*EXERCISE DIRECTIONS*. Beginning with the first line of the data below, set down each line exactly through the line that contains "is actually needed.".

*EXERCISE MATERIAL*.
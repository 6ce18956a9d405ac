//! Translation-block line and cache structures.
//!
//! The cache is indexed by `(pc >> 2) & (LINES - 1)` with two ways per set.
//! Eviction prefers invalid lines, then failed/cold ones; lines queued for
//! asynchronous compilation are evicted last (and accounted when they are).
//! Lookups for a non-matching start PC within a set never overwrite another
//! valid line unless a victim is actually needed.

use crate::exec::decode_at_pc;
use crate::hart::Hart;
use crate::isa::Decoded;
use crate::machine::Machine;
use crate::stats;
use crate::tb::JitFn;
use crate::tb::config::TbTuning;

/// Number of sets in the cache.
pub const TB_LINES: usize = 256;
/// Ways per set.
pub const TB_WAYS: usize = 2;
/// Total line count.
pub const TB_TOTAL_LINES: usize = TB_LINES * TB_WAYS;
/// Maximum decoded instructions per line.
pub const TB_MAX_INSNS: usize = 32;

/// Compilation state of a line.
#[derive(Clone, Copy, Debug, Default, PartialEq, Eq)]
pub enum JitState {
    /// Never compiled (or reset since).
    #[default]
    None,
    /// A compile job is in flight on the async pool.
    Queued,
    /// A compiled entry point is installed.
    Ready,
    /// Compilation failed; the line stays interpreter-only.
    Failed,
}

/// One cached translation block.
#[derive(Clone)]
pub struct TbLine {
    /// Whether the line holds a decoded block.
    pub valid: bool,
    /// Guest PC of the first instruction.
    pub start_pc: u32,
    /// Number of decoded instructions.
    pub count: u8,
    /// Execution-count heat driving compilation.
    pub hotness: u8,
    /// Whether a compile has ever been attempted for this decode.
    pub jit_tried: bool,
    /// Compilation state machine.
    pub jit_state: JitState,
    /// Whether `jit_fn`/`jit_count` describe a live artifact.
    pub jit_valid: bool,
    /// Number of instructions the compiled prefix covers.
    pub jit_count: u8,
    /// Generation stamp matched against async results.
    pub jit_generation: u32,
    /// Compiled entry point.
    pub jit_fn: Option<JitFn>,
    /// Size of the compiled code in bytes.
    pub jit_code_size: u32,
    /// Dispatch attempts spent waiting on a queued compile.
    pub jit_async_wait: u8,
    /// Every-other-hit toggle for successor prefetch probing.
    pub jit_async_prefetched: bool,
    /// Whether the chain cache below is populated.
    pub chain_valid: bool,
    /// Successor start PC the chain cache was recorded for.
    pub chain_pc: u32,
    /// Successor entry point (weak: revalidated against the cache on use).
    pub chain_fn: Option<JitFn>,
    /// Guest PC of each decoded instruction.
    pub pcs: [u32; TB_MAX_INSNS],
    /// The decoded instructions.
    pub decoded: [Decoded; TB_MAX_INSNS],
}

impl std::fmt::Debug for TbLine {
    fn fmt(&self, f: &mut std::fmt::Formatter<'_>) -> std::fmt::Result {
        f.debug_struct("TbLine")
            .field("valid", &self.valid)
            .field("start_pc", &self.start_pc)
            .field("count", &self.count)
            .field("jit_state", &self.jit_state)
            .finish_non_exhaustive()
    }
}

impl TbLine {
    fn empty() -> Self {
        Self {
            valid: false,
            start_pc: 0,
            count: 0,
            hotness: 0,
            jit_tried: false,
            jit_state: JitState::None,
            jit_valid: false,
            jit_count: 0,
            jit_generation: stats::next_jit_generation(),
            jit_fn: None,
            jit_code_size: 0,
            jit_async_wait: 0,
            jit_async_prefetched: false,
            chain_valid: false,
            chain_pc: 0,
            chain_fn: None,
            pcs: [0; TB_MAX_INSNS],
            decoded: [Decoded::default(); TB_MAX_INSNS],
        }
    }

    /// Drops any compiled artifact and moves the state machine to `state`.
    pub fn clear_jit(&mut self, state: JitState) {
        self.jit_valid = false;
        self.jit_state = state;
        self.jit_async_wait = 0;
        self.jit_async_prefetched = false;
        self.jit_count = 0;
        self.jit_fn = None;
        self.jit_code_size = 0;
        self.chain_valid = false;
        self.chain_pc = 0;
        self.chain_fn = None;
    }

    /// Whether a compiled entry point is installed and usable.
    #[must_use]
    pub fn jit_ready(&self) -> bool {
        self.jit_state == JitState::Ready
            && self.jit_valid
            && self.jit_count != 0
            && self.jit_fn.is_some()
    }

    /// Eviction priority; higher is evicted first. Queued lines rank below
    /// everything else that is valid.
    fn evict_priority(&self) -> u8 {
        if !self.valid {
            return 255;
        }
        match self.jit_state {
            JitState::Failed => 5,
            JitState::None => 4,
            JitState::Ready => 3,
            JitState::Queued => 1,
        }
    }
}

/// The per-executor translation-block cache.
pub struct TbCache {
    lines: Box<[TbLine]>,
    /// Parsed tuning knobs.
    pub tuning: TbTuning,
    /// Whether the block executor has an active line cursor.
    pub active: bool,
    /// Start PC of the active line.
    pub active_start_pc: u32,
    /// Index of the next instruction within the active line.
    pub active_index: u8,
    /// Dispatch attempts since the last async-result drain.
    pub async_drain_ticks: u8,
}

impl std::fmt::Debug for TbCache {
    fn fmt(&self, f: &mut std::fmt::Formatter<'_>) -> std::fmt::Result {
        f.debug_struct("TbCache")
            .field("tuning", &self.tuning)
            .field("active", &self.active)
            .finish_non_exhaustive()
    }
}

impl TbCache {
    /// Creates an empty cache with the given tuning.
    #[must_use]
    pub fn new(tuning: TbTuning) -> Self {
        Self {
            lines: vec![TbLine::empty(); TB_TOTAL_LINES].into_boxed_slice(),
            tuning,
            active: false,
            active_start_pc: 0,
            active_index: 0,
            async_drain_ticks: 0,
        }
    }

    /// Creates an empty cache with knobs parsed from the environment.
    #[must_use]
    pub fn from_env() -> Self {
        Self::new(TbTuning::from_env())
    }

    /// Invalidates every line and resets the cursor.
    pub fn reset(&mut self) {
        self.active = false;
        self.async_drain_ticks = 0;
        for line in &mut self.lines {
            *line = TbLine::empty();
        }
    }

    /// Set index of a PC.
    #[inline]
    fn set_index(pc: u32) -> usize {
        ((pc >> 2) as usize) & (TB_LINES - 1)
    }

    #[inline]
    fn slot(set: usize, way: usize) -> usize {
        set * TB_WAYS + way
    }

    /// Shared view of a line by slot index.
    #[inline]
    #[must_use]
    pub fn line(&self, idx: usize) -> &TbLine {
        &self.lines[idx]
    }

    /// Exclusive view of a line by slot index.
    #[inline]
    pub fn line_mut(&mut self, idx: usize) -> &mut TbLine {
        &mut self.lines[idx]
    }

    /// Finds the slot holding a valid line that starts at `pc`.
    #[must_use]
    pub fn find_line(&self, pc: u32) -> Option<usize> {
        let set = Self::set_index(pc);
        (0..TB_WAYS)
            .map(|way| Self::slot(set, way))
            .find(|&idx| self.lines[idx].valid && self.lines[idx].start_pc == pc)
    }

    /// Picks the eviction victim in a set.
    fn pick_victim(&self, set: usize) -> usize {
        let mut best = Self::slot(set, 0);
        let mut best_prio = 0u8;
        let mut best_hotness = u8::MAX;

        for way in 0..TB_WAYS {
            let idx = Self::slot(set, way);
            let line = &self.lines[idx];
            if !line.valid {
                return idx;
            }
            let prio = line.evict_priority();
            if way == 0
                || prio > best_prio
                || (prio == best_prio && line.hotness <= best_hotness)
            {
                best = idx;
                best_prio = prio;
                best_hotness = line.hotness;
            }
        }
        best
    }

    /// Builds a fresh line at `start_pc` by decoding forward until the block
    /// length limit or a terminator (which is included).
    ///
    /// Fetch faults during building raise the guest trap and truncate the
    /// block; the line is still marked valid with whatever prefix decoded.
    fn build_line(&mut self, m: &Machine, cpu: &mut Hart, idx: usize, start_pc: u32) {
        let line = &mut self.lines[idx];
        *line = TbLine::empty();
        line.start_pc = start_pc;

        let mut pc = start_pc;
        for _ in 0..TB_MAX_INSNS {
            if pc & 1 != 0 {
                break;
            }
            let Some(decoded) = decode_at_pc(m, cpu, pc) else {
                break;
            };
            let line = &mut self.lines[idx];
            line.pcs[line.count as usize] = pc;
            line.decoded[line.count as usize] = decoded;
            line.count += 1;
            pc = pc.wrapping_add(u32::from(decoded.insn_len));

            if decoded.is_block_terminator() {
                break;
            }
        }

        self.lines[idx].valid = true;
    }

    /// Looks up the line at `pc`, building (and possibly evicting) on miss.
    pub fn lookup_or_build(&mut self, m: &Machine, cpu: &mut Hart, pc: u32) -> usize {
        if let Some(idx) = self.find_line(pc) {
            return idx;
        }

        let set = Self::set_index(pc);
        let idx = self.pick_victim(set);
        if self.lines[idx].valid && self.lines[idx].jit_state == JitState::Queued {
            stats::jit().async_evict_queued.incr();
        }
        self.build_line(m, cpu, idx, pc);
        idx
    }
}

*TASK OUTPUT*.
repository 6ce18956a9d405ac
//! Translation-block line and cache structures.
//!
//! The cache is indexed by `(pc >> 2) & (LINES - 1)` with two ways per set.
//! Eviction prefers invalid lines, then failed/cold ones; lines queued for
//! asynchronous compilation are evicted last (and accounted when they are).
//! Lookups for a non-matching start PC within a set never overwrite another
//! valid line unless a victim is actually needed.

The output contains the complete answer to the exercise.